------ RECORDS PROVIDED

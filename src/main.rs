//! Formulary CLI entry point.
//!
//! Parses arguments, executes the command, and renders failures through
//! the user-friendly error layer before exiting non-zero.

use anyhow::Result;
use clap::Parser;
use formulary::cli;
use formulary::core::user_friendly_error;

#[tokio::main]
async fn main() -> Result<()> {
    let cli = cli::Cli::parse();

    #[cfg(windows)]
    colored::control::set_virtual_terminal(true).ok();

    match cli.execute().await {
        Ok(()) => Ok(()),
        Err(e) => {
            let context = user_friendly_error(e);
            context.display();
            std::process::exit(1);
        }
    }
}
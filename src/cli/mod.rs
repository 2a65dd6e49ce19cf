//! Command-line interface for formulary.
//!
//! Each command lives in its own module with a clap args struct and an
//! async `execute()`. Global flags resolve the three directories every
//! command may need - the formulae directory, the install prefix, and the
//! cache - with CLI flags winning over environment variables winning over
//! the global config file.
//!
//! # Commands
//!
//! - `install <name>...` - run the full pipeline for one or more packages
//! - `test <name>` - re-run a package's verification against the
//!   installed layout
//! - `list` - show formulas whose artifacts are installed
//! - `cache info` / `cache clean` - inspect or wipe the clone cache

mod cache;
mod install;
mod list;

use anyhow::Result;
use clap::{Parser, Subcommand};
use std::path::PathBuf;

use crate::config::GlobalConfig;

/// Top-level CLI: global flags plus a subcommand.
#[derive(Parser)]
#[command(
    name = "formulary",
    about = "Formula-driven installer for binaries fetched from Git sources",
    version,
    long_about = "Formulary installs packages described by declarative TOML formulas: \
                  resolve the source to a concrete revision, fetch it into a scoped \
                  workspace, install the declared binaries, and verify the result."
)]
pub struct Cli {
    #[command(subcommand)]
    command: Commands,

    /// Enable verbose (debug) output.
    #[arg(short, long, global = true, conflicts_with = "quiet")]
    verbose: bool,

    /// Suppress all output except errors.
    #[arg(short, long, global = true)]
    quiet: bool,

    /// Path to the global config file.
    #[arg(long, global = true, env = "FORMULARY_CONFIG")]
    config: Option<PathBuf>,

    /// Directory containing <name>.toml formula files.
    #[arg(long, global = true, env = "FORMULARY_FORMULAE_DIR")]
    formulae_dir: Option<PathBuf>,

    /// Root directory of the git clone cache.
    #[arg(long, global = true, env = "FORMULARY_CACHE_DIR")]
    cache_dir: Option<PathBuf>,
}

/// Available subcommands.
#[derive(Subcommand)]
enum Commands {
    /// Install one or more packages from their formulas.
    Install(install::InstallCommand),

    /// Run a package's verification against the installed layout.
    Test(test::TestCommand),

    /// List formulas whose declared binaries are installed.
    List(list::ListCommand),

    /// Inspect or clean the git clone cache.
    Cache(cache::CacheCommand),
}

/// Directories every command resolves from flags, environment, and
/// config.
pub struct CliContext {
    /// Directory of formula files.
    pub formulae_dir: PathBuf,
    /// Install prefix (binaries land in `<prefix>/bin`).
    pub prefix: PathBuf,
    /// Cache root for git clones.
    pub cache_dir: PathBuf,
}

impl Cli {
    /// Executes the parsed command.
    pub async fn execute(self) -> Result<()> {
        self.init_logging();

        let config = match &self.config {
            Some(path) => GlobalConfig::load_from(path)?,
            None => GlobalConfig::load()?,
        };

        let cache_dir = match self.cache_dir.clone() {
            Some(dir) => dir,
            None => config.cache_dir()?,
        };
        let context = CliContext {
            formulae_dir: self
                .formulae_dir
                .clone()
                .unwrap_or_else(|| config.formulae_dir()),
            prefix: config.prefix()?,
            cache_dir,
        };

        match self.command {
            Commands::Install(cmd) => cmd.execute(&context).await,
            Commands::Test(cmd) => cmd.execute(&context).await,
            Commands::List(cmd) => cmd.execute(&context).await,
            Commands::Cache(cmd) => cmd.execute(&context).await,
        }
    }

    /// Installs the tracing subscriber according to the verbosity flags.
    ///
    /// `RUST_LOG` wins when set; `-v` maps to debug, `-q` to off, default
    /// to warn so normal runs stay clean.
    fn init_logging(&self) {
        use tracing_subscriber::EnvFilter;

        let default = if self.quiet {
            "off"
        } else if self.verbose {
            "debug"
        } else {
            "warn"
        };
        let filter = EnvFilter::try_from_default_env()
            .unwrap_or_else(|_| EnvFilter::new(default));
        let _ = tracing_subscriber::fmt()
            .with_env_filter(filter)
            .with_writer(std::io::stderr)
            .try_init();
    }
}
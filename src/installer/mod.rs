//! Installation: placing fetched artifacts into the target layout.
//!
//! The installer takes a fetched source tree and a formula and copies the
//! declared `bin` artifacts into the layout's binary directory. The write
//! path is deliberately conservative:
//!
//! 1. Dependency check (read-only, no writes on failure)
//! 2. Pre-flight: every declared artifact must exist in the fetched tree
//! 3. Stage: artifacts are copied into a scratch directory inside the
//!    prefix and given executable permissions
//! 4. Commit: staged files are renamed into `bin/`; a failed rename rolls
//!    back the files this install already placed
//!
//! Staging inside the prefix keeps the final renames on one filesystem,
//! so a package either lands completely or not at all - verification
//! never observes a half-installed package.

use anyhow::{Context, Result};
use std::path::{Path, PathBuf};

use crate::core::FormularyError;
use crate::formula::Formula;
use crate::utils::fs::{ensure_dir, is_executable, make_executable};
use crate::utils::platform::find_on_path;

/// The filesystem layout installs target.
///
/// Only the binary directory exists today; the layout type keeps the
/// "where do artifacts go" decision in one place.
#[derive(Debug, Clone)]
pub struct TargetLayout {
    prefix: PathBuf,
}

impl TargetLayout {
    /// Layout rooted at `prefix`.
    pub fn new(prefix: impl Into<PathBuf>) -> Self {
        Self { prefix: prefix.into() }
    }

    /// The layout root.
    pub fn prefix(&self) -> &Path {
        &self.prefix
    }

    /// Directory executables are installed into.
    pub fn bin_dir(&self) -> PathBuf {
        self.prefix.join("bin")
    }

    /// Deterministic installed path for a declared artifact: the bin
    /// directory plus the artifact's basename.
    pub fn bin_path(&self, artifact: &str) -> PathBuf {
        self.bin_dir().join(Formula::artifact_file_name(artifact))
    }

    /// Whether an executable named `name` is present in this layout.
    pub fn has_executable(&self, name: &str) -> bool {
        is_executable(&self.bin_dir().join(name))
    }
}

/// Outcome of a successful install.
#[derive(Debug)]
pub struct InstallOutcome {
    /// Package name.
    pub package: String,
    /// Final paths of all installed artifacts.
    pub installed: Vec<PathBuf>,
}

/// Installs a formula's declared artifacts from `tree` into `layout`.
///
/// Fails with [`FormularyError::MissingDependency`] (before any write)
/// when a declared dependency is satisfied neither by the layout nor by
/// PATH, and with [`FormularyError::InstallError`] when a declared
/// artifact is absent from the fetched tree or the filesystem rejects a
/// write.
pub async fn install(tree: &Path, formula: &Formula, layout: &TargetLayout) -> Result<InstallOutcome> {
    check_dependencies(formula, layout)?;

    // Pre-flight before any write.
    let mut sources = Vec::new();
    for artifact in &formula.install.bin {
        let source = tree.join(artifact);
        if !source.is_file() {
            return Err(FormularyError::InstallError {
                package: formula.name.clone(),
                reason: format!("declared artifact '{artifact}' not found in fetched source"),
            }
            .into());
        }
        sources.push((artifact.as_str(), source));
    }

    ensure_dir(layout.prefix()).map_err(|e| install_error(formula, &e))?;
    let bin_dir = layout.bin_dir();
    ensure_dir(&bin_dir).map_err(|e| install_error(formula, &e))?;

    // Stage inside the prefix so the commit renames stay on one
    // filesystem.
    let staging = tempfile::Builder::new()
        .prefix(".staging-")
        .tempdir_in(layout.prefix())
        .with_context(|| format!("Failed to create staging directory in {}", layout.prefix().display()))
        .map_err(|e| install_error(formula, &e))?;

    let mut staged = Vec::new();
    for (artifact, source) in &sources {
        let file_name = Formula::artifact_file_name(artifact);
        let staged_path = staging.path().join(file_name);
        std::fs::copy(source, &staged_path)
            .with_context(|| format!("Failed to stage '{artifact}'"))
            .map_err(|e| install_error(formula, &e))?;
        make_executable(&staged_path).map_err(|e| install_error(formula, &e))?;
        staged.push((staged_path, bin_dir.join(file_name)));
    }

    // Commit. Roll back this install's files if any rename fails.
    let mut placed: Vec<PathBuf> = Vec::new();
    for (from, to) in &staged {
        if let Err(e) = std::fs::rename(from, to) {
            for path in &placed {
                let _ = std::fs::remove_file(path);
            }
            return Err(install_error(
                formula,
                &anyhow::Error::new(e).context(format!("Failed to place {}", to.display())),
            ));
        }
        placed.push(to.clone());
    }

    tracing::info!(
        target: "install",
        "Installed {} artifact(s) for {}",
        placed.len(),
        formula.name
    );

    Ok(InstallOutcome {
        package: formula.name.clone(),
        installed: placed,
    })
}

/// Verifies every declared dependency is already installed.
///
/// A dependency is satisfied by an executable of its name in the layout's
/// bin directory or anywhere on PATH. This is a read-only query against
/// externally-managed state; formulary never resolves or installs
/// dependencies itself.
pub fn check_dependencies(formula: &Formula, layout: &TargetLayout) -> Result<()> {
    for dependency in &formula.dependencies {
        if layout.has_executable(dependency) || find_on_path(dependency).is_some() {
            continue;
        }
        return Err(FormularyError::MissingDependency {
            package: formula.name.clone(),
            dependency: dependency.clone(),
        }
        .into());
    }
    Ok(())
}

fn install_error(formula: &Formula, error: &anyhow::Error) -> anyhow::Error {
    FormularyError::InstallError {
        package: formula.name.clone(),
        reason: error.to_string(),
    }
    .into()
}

------------

▸ DIRECTIONS FOR THIS TASK: Copy out each line of the records above that includes "declared".

▸ EXERCISE RESPONSE:
                  workspace, install the declared binaries, and verify the result."
    /// List formulas whose declared binaries are installed.
//! declared `bin` artifacts into the layout's binary directory. The write
//! 2. Pre-flight: every declared artifact must exist in the fetched tree
    /// Deterministic installed path for a declared artifact: the bin
/// Installs a formula's declared artifacts from `tree` into `layout`.
/// when a declared dependency is satisfied neither by the layout nor by
/// PATH, and with [`FormularyError::InstallError`] when a declared
                reason: format!("declared artifact '{artifact}' not found in fetched source"),
/// Verifies every declared dependency is already installed.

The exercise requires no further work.